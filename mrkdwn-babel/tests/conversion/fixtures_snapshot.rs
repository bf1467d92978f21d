//! Snapshot of a full multi-line message

use insta::assert_snapshot;
use mrkdwn_babel::{ConversionOptions, Directory, ItalicStyle, Pipeline};
use std::path::PathBuf;

fn load_fixture(name: &str) -> String {
    let path = PathBuf::from(env!("CARGO_MANIFEST_DIR"))
        .join("tests")
        .join("conversion")
        .join("fixtures")
        .join(name);
    std::fs::read_to_string(&path).unwrap_or_else(|e| panic!("Failed to read {path:?}: {e}"))
}

fn pipeline(options: &ConversionOptions) -> Pipeline {
    let mut directory = Directory::new();
    directory.insert_user("U1", "Ada Lovelace");
    Pipeline::with_options(options, directory)
}

#[test]
fn test_release_thread() {
    let text = load_fixture("release_thread.txt");
    let output = pipeline(&ConversionOptions::default()).convert(&text);
    assert_snapshot!(output.trim_end(), @r"
    **Release notes** for [v1.2](https://example.com/releases/1.2)
    - __faster__ startup, see https://example.com/perf
    - ~~removed~~ the `*legacy*` flag
    - thanks @**Ada Lovelace** and @**all**
    Mid~word~ stays, ~~done~~ too
    ");
}

#[test]
fn test_release_thread_star_italic() {
    let text = load_fixture("release_thread.txt");
    let options = ConversionOptions {
        italic_style: ItalicStyle::Star,
        ..Default::default()
    };
    let output = pipeline(&options).convert(&text);
    assert_snapshot!(output.trim_end(), @r"
    **Release notes** for [v1.2](https://example.com/releases/1.2)
    - *faster* startup, see https://example.com/perf
    - ~~removed~~ the `*legacy*` flag
    - thanks @**Ada Lovelace** and @**all**
    Mid~word~ stays, ~~done~~ too
    ");
}
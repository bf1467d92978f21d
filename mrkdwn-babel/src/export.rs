//! Slack export records
//!
//!     A Slack workspace export is a zip of JSON files. Three of them matter here:
//!
//!     - `users.json`: the member list, used to name `<@U…>` mentions
//!     - `channels.json`: the channel list, used to name `<#C…>` mentions
//!     - `<channel>/<day>.json`: the messages of one channel on one day
//!
//!     Only the fields the importer reads are modelled. Messages stay `serde_json::Value` so that
//!     every other field passes through unchanged.

use serde::de::DeserializeOwned;
use serde::Deserialize;
use serde_json::Value;

use crate::directory::Directory;
use crate::error::BabelError;
use crate::pipeline::Pipeline;

#[derive(Debug, Clone, Default, Deserialize, PartialEq, Eq)]
pub struct Profile {
    #[serde(default)]
    pub real_name: Option<String>,
    #[serde(default)]
    pub display_name: Option<String>,
}

#[derive(Debug, Clone, Deserialize, PartialEq, Eq)]
pub struct User {
    pub id: String,
    pub name: String,
    #[serde(default)]
    pub real_name: Option<String>,
    #[serde(default)]
    pub profile: Profile,
}

impl User {
    /// The name mentions of this user are written with.
    pub fn display_name(&self) -> &str {
        [
            self.profile.real_name.as_deref(),
            self.real_name.as_deref(),
            self.profile.display_name.as_deref(),
        ]
        .into_iter()
        .flatten()
        .find(|name| !name.trim().is_empty())
        .unwrap_or(&self.name)
    }
}

#[derive(Debug, Clone, Deserialize, PartialEq, Eq)]
pub struct Channel {
    pub id: String,
    pub name: String,
}

pub fn parse_users(json: &str) -> Result<Vec<User>, BabelError> {
    parse_records(json, "users")
}

pub fn parse_channels(json: &str) -> Result<Vec<Channel>, BabelError> {
    parse_records(json, "channels")
}

fn parse_records<T: DeserializeOwned>(json: &str, what: &str) -> Result<Vec<T>, BabelError> {
    let value: Value = serde_json::from_str(json)?;
    if !value.is_array() {
        return Err(BabelError::InvalidRecord(format!("{what} must be a JSON array")));
    }
    serde_json::from_value(value).map_err(|e| BabelError::InvalidRecord(format!("{what}: {e}")))
}

impl Directory {
    /// Build a directory from the contents of `users.json` and `channels.json`.
    pub fn from_export(users: Option<&str>, channels: Option<&str>) -> Result<Self, BabelError> {
        let mut directory = Directory::new();
        if let Some(json) = users {
            for user in parse_users(json)? {
                let name = user.display_name().to_string();
                directory.insert_user(user.id, name);
            }
        }
        if let Some(json) = channels {
            for channel in parse_channels(json)? {
                directory.insert_channel(channel.id, channel.name);
            }
        }
        Ok(directory)
    }
}

/// Convert the `text` of every message in a channel day file.
///
/// Each message gains `has_link` and `mentioned_user_ids`. Messages without a `text` string
/// (joins, file shares) are passed through untouched.
pub fn convert_messages(json: &str, pipeline: &Pipeline) -> Result<Vec<Value>, BabelError> {
    let value: Value = serde_json::from_str(json)?;
    let Value::Array(messages) = value else {
        return Err(BabelError::InvalidRecord(
            "channel file must be a JSON array of messages".to_string(),
        ));
    };

    messages
        .into_iter()
        .enumerate()
        .map(|(index, mut message)| {
            let Some(object) = message.as_object_mut() else {
                return Err(BabelError::InvalidRecord(format!(
                    "message {index} is not an object"
                )));
            };
            let Some(text) = object.get("text").and_then(Value::as_str) else {
                return Ok(message);
            };

            let conversion = pipeline.run(text);
            object.insert("text".to_string(), Value::String(conversion.text));
            object.insert("has_link".to_string(), Value::Bool(conversion.has_link));
            object.insert(
                "mentioned_user_ids".to_string(),
                Value::from(conversion.mentioned_user_ids),
            );
            Ok(message)
        })
        .collect()
}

Task objective
Copy out each line of the records where the word "struct" appears.

Your solution
pub struct Profile {
pub struct User {
pub struct Channel {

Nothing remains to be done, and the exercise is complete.